## Problem statement
Copy each line from the listing below where the word "ErrorBody" shows up.
.....
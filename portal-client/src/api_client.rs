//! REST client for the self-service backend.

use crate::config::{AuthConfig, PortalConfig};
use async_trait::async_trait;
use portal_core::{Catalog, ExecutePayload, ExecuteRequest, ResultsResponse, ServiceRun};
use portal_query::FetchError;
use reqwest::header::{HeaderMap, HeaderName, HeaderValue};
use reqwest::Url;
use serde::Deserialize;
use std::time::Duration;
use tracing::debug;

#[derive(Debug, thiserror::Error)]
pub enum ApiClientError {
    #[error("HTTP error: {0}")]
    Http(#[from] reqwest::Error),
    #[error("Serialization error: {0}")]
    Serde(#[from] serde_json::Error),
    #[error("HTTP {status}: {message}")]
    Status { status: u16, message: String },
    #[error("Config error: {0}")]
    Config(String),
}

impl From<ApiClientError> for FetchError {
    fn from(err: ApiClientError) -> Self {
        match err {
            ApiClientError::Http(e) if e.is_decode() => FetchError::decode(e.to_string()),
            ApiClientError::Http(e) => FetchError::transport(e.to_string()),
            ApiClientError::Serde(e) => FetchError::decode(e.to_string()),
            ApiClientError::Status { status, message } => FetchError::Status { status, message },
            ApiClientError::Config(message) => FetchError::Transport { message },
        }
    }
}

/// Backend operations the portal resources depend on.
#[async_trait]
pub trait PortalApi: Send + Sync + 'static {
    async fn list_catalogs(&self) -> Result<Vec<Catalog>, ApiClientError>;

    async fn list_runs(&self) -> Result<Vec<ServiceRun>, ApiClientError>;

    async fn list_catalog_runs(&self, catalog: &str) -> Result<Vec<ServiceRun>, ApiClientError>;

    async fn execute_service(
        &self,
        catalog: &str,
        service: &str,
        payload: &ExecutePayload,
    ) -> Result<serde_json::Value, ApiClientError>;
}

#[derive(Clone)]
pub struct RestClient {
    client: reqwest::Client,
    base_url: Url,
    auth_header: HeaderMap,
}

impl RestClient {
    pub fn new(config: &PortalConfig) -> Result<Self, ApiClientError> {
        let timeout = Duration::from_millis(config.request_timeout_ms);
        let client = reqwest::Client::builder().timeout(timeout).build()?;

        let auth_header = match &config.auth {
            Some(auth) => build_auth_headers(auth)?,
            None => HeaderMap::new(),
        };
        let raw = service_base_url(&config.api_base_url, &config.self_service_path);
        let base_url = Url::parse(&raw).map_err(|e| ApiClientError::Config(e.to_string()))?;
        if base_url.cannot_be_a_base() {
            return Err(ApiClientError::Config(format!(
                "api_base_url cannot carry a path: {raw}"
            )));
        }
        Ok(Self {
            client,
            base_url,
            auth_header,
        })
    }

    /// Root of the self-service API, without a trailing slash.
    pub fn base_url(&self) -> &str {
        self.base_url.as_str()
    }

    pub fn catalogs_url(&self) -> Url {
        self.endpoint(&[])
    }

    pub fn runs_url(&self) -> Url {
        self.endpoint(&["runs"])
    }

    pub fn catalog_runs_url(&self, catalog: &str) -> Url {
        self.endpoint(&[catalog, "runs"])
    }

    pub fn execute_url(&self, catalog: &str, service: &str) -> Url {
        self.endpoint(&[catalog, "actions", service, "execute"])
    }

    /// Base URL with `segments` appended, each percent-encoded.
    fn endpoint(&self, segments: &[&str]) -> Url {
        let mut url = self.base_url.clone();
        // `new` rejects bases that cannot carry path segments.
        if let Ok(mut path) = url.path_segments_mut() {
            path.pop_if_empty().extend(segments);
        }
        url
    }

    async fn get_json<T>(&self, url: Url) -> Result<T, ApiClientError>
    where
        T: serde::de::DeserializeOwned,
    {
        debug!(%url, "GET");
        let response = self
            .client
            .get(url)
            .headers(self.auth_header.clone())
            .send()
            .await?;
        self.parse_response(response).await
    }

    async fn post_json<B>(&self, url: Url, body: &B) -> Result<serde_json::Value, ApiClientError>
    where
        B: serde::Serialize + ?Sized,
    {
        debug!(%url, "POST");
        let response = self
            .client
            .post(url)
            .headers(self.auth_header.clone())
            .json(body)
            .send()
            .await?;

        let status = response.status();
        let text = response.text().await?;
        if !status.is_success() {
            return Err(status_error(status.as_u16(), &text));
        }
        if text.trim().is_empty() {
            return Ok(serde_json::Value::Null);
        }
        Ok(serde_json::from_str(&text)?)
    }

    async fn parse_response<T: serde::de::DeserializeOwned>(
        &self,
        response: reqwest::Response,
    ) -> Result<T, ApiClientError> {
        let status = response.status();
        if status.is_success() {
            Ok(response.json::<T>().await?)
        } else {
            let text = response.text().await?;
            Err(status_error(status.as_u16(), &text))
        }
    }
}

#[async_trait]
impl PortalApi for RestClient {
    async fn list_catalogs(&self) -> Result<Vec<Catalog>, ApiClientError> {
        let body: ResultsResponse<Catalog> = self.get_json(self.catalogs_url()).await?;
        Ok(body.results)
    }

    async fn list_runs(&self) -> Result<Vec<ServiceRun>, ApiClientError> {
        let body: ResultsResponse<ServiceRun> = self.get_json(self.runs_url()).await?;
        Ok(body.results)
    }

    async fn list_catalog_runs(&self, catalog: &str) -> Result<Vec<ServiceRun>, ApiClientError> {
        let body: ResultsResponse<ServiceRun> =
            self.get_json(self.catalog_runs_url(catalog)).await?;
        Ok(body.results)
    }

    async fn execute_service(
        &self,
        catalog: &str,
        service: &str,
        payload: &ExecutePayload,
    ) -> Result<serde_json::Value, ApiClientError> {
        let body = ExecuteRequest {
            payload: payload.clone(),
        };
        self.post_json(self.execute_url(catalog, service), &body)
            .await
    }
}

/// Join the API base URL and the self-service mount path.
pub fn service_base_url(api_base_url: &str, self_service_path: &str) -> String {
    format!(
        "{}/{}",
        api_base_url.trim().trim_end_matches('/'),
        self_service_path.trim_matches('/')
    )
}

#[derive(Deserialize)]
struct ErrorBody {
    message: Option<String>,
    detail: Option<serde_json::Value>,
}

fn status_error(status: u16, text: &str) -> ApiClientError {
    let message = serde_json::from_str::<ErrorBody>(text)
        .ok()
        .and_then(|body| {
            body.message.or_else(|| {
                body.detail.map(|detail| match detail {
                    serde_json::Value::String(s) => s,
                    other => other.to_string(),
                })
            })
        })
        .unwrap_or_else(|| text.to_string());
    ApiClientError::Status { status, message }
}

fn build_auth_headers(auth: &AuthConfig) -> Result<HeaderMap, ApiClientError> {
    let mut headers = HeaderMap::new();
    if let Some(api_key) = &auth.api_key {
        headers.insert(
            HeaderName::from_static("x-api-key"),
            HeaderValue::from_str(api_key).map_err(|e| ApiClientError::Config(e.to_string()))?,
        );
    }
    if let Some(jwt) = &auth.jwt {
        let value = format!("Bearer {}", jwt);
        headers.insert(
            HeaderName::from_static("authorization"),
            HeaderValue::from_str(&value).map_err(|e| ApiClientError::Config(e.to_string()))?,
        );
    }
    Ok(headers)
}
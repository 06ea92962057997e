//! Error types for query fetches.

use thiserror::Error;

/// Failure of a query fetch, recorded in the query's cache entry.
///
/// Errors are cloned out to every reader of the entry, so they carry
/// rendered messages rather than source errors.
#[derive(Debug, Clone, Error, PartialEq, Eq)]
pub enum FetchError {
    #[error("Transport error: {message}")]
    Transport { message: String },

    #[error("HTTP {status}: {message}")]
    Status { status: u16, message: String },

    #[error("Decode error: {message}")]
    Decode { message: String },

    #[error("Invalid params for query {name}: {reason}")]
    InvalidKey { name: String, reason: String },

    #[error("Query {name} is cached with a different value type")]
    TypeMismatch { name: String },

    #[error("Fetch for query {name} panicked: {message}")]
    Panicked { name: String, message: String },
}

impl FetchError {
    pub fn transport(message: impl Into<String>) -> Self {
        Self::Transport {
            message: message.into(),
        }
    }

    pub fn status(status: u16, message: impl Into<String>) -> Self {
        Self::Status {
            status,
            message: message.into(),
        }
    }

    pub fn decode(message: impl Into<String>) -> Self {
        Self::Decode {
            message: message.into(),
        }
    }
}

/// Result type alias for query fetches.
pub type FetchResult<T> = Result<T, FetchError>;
.....
## Answer section
struct ErrorBody {
    let message = serde_json::from_str::<ErrorBody>(text)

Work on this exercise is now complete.